::: EXCERPTED DATA

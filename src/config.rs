//! Application configuration and environment variable parsing.
//!
//! This module handles loading configuration settings from the environment (e.g., .env file).
//! It defines the `AppConfig` struct which governs the GitHub client, retry policy,
//! per-site concurrency limits and cache TTLs. Every field has a default, so an
//! empty environment yields a working configuration.

use serde::{Deserialize, Serialize};
use std::fmt;
use std::time::Duration as StdDuration;

use crate::retry::RetryPolicy;

/// A unique identifier for a GitHub repository.
#[derive(Clone, Debug, PartialEq, Eq, Hash, Serialize, Deserialize)]
pub struct RepoId {
    /// The owner of the repository (e.g., "facebook").
    pub owner: String,
    /// The name of the repository (e.g., "react").
    pub repo: String,
}

impl RepoId {
    /// Parses an `owner/name` full name.
    pub fn parse(full_name: &str) -> Option<Self> {
        let (owner, repo) = full_name.trim().split_once('/')?;
        let (owner, repo) = (owner.trim(), repo.trim());
        if owner.is_empty() || repo.is_empty() || repo.contains('/') {
            return None;
        }
        Some(Self {
            owner: owner.to_string(),
            repo: repo.to_string(),
        })
    }
}

impl fmt::Display for RepoId {
    fn fmt(&self, f: &mut fmt::Formatter<'_>) -> fmt::Result {
        write!(f, "{}/{}", self.owner, self.repo)
    }
}

/// Application configuration loaded from environment variables.
#[derive(Clone, Debug, Deserialize)]
pub struct AppConfig {
    /// Optional GitHub Personal Access Token for higher rate limits.
    #[serde(default)]
    pub github_token: Option<String>,

    /// Base URL of the GitHub API (overridable for GitHub Enterprise or tests).
    #[serde(default = "default_github_api_url")]
    pub github_api_url: String,

    /// Connect and read timeout applied to every GitHub request, in seconds.
    #[serde(default = "default_request_timeout_seconds")]
    pub request_timeout_seconds: u64,

    /// Retries after the first attempt for transient failures.
    #[serde(default = "default_max_retries")]
    pub max_retries: u32,

    /// Delay before the first retry in milliseconds; doubles per attempt.
    #[serde(default = "default_retry_base_delay_ms")]
    pub retry_base_delay_ms: u64,

    /// Page size for search requests (GitHub caps this at 100).
    #[serde(default = "default_search_per_page")]
    pub search_per_page: u32,

    /// Maximum number of search pages fetched concurrently.
    #[serde(default = "default_search_concurrency_limit")]
    pub search_concurrency_limit: usize,

    /// Maximum number of PR file listings fetched concurrently.
    #[serde(default = "default_pr_files_concurrency_limit")]
    pub pr_files_concurrency_limit: usize,

    /// Maximum number of repositories whose star history is fetched concurrently.
    #[serde(default = "default_star_concurrency_limit")]
    pub star_concurrency_limit: usize,

    /// Time to live for cached PR file summaries in seconds.
    #[serde(default = "default_pr_files_cache_ttl_seconds")]
    pub pr_files_cache_ttl_seconds: u64,

    /// Time to live for cached star increases in seconds.
    #[serde(default = "default_star_increase_cache_ttl_seconds")]
    pub star_increase_cache_ttl_seconds: u64,

    /// Time to live for generated reports in seconds.
    #[serde(default = "default_report_cache_ttl_seconds")]
    pub report_cache_ttl_seconds: u64,

    /// Maximum number of entries to keep in each cache.
    #[serde(default = "default_cache_max_capacity")]
    pub cache_max_capacity: u64,

    /// Port the HTTP server binds to.
    #[serde(default = "default_port")]
    pub port: u16,

    /// Emit logs as JSON lines instead of human-readable text.
    #[serde(default)]
    pub log_json: bool,
}

fn default_github_api_url() -> String {
    "https://api.github.com".to_string()
}

fn default_request_timeout_seconds() -> u64 {
    30
}

fn default_max_retries() -> u32 {
    3
}

fn default_retry_base_delay_ms() -> u64 {
    1000
}

fn default_search_per_page() -> u32 {
    100
}

fn default_search_concurrency_limit() -> usize {
    5
}

fn default_pr_files_concurrency_limit() -> usize {
    5
}

fn default_star_concurrency_limit() -> usize {
    10
}

fn default_pr_files_cache_ttl_seconds() -> u64 {
    6 * 60 * 60
}

fn default_star_increase_cache_ttl_seconds() -> u64 {
    24 * 60 * 60
}

fn default_report_cache_ttl_seconds() -> u64 {
    60 * 60
}

fn default_cache_max_capacity() -> u64 {
    10_000
}

fn default_port() -> u16 {
    3000
}

impl Default for AppConfig {
    fn default() -> Self {
        Self {
            github_token: None,
            github_api_url: default_github_api_url(),
            request_timeout_seconds: default_request_timeout_seconds(),
            max_retries: default_max_retries(),
            retry_base_delay_ms: default_retry_base_delay_ms(),
            search_per_page: default_search_per_page(),
            search_concurrency_limit: default_search_concurrency_limit(),
            pr_files_concurrency_limit: default_pr_files_concurrency_limit(),
            star_concurrency_limit: default_star_concurrency_limit(),
            pr_files_cache_ttl_seconds: default_pr_files_cache_ttl_seconds(),
            star_increase_cache_ttl_seconds: default_star_increase_cache_ttl_seconds(),
            report_cache_ttl_seconds: default_report_cache_ttl_seconds(),
            cache_max_capacity: default_cache_max_capacity(),
            port: default_port(),
            log_json: false,
        }
    }
}

impl AppConfig {
    pub fn from_env() -> Result<Self, envy::Error> {
        envy::from_env()
    }

    pub fn request_timeout(&self) -> StdDuration {
        StdDuration::from_secs(self.request_timeout_seconds)
    }

    /// Retry policy for transport-level requests.
    pub fn retry_policy(&self) -> RetryPolicy {
        RetryPolicy::new(
            self.max_retries,
            StdDuration::from_millis(self.retry_base_delay_ms),
        )
    }

    pub fn pr_files_cache_ttl(&self) -> StdDuration {
        StdDuration::from_secs(self.pr_files_cache_ttl_seconds)
    }

    pub fn star_increase_cache_ttl(&self) -> StdDuration {
        StdDuration::from_secs(self.star_increase_cache_ttl_seconds)
    }

    pub fn report_cache_ttl(&self) -> StdDuration {
        StdDuration::from_secs(self.report_cache_ttl_seconds)
    }
}
pub mod cache;
pub mod collector;
pub mod config;
pub mod enrich;
pub mod error;
pub mod github;
pub mod language;
pub mod report;
pub mod retry;
pub mod search;
pub mod stars;
pub mod types;

use axum::{
    extract::{Path, Query, State},
    http::StatusCode,
    routing::get,
    Json, Router,
};
use cache::ResponseCache;
use chrono::{DateTime, NaiveDate, Utc};
use collector::{is_valid_login, CollectRequest, Collection, PullRequestCollector};
use config::AppConfig;
use error::ApiError;
use github::GitHubClient;
use report::{normalize_period, ReportResponse, ReportService};
use serde::{Deserialize, Serialize};
use std::sync::Arc;
use tower_http::cors::CorsLayer;
use tower_http::trace::TraceLayer;
use types::{CollectionStats, PullRequest, RateLimitStatus, SocialAccount, User};

#[derive(Serialize)]
pub struct HealthResponse {
    status: &'static str,
    service: &'static str,
    version: &'static str,
}

/// Shared application state accessible to all request handlers.
pub struct AppState {
    pub client: GitHubClient,
    pub collector: PullRequestCollector,
    pub reports: ReportService,
}

impl AppState {
    /// Wires the GitHub client, the shared response cache and the services
    /// built on them.
    pub fn new(config: AppConfig) -> anyhow::Result<Self> {
        let client = GitHubClient::new(&config)?;
        let cache = ResponseCache::from_config(&config);
        let collector = PullRequestCollector::new(client.clone(), cache.clone(), &config);
        let reports = ReportService::new(collector.clone(), cache, &config);

        Ok(Self {
            client,
            collector,
            reports,
        })
    }
}

pub fn create_app(state: Arc<AppState>) -> Router {
    Router::new()
        .route("/api/health", get(health_check))
        .route("/api/rate_limit", get(get_rate_limit))
        .route("/api/users/{username}/pulls", get(get_user_pulls))
        .route("/api/users/{username}/report", get(get_user_report))
        .route("/api/users/{username}/profile", get(get_user_profile))
        .layer(TraceLayer::new_for_http())
        .layer(CorsLayer::permissive())
        .with_state(state)
}

type ApiResult<T> = Result<Json<T>, (StatusCode, String)>;

/// Maps a GitHub failure onto the status returned to our own callers.
fn error_response(e: &ApiError) -> (StatusCode, String) {
    if e.is_rate_limited() {
        return (
            StatusCode::TOO_MANY_REQUESTS,
            "GitHub Rate Limit Exceeded".to_string(),
        );
    }
    match e {
        ApiError::Status { status: 404, .. } => (StatusCode::NOT_FOUND, "Not Found".to_string()),
        ApiError::Status { status: 401, .. } => (
            StatusCode::BAD_GATEWAY,
            "GitHub rejected the configured credentials".to_string(),
        ),
        ApiError::Transport(_) | ApiError::Status { .. } => {
            (StatusCode::BAD_GATEWAY, "GitHub API Error".to_string())
        }
        ApiError::GraphQl(_) | ApiError::Decode(_) => (
            StatusCode::INTERNAL_SERVER_ERROR,
            "Internal Server Error".to_string(),
        ),
    }
}

fn user_not_found(username: &str) -> (StatusCode, String) {
    (
        StatusCode::NOT_FOUND,
        format!("GitHub user '{username}' not found"),
    )
}

/// Accepts RFC 3339 timestamps or plain `YYYY-MM-DD` dates. A plain `until`
/// date covers the whole day.
fn parse_date_param(
    name: &str,
    value: Option<&str>,
) -> Result<Option<DateTime<Utc>>, (StatusCode, String)> {
    let Some(value) = value.map(str::trim).filter(|v| !v.is_empty()) else {
        return Ok(None);
    };
    if let Ok(parsed) = DateTime::parse_from_rfc3339(value) {
        return Ok(Some(parsed.with_timezone(&Utc)));
    }
    NaiveDate::parse_from_str(value, "%Y-%m-%d")
        .ok()
        .and_then(|date| {
            if name == "until" {
                date.and_hms_opt(23, 59, 59)
            } else {
                date.and_hms_opt(0, 0, 0)
            }
        })
        .map(|naive| Some(naive.and_utc()))
        .ok_or_else(|| {
            (
                StatusCode::BAD_REQUEST,
                format!("Invalid '{name}' date: {value}"),
            )
        })
}

pub async fn health_check() -> Json<HealthResponse> {
    Json(HealthResponse {
        status: "ok",
        service: "gitbrag",
        version: env!("CARGO_PKG_VERSION"),
    })
}

#[derive(Debug, Default, Deserialize)]
pub struct PullsQuery {
    pub since: Option<String>,
    pub until: Option<String>,
    #[serde(default)]
    pub include_star_increase: bool,
    #[serde(default)]
    pub include_private: bool,
}

#[derive(Serialize)]
pub struct PullsResponse {
    pub pull_requests: Vec<PullRequest>,
    pub stats: CollectionStats,
}

pub async fn get_user_pulls(
    Path(username): Path<String>,
    Query(query): Query<PullsQuery>,
    State(state): State<Arc<AppState>>,
) -> ApiResult<PullsResponse> {
    let since = parse_date_param("since", query.since.as_deref())?;
    let until = parse_date_param("until", query.until.as_deref())?;
    if let (Some(since), Some(until)) = (since, until) {
        if since > until {
            return Err((
                StatusCode::BAD_REQUEST,
                "'since' must not be after 'until'".to_string(),
            ));
        }
    }

    let request = CollectRequest {
        since,
        until,
        include_private: query.include_private,
        include_star_increase: query.include_star_increase,
        ..CollectRequest::new(username.as_str())
    };

    match state.collector.collect_user_prs(&request).await {
        Ok(Collection::Found {
            pull_requests,
            stats,
        }) => {
            tracing::debug!(%username, count = pull_requests.len(), "Returning pull requests");
            Ok(Json(PullsResponse {
                pull_requests,
                stats,
            }))
        }
        Ok(Collection::UserNotFound) => Err(user_not_found(&username)),
        Err(e) => {
            tracing::error!(%username, error = %e, "Failed to collect pull requests");
            Err(error_response(&e))
        }
    }
}

#[derive(Debug, Default, Deserialize)]
pub struct ReportQuery {
    pub period: Option<String>,
    #[serde(default)]
    pub show_star_increase: bool,
}

pub async fn get_user_report(
    Path(username): Path<String>,
    Query(query): Query<ReportQuery>,
    State(state): State<Arc<AppState>>,
) -> ApiResult<ReportResponse> {
    let period = normalize_period(query.period.as_deref());

    match state
        .reports
        .generate_report(&username, period, query.show_star_increase)
        .await
    {
        Ok(Some(report)) => Ok(Json(report)),
        Ok(None) => Err(user_not_found(&username)),
        Err(e) => {
            tracing::error!(%username, %period, error = %e, "Failed to generate report");
            Err(error_response(&e))
        }
    }
}

#[derive(Serialize)]
pub struct ProfileResponse {
    #[serde(flatten)]
    pub user: User,
    pub social_accounts: Vec<SocialAccount>,
}

pub async fn get_user_profile(
    Path(username): Path<String>,
    State(state): State<Arc<AppState>>,
) -> ApiResult<ProfileResponse> {
    if !is_valid_login(&username) {
        tracing::debug!(%username, "Rejecting invalid login");
        return Err(user_not_found(&username));
    }

    let user = match state.client.get_user(&username).await {
        Ok(user) => user,
        Err(e) if e.is_not_found() => return Err(user_not_found(&username)),
        Err(e) => {
            tracing::error!(%username, error = %e, "Failed to fetch user profile");
            return Err(error_response(&e));
        }
    };

    // A profile without social accounts is still a profile.
    let social_accounts = state
        .client
        .get_user_social_accounts(&username)
        .await
        .unwrap_or_else(|e| {
            tracing::warn!(%username, error = %e, "Failed to fetch social accounts");
            Vec::new()
        });

    Ok(Json(ProfileResponse {
        user,
        social_accounts,
    }))
}

pub async fn get_rate_limit(State(state): State<Arc<AppState>>) -> ApiResult<RateLimitStatus> {
    state.client.get_rate_limit().await.map(Json).map_err(|e| {
        tracing::error!(error = %e, "Failed to fetch rate limit");
        error_response(&e)
    })
}

#[cfg(test)]
mod tests {
    use super::*;
    use chrono::TimeZone;

    #[test]
    fn test_parse_date_param() {
        assert_eq!(parse_date_param("since", None).unwrap(), None);
        assert_eq!(parse_date_param("since", Some("")).unwrap(), None);
        assert_eq!(
            parse_date_param("since", Some("2024-01-15")).unwrap(),
            Some(Utc.with_ymd_and_hms(2024, 1, 15, 0, 0, 0).unwrap())
        );
        assert_eq!(
            parse_date_param("until", Some("2024-01-15")).unwrap(),
            Some(Utc.with_ymd_and_hms(2024, 1, 15, 23, 59, 59).unwrap())
        );
        assert_eq!(
            parse_date_param("until", Some("2024-01-15T08:30:00+02:00")).unwrap(),
            Some(Utc.with_ymd_and_hms(2024, 1, 15, 6, 30, 0).unwrap())
        );
        let (status, _) = parse_date_param("since", Some("last tuesday")).unwrap_err();
        assert_eq!(status, StatusCode::BAD_REQUEST);
    }

    #[test]
    fn test_error_response_uses_typed_status() {
        let rate_limited = ApiError::Status {
            status: 403,
            message: "API rate limit exceeded".to_string(),
            rate_limit: error::RateLimitInfo {
                remaining: Some(0),
                reset: None,
            },
        };
        assert_eq!(error_response(&rate_limited).0, StatusCode::TOO_MANY_REQUESTS);

        let not_found = ApiError::Status {
            status: 404,
            message: "Not Found".to_string(),
            rate_limit: Default::default(),
        };
        assert_eq!(error_response(&not_found).0, StatusCode::NOT_FOUND);

        let server = ApiError::Status {
            status: 503,
            message: "unavailable".to_string(),
            rate_limit: Default::default(),
        };
        assert_eq!(error_response(&server).0, StatusCode::BAD_GATEWAY);
        assert_eq!(
            error_response(&ApiError::GraphQl("boom".to_string())).0,
            StatusCode::INTERNAL_SERVER_ERROR
        );
    }
}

::::::

TASK STATEMENT: Show every line in the entries above that contains the string "RateLimitStatus".

TASK SOLUTION:
use types::{CollectionStats, PullRequest, RateLimitStatus, SocialAccount, User};
pub async fn get_rate_limit(State(state): State<Arc<AppState>>) -> ApiResult<RateLimitStatus> {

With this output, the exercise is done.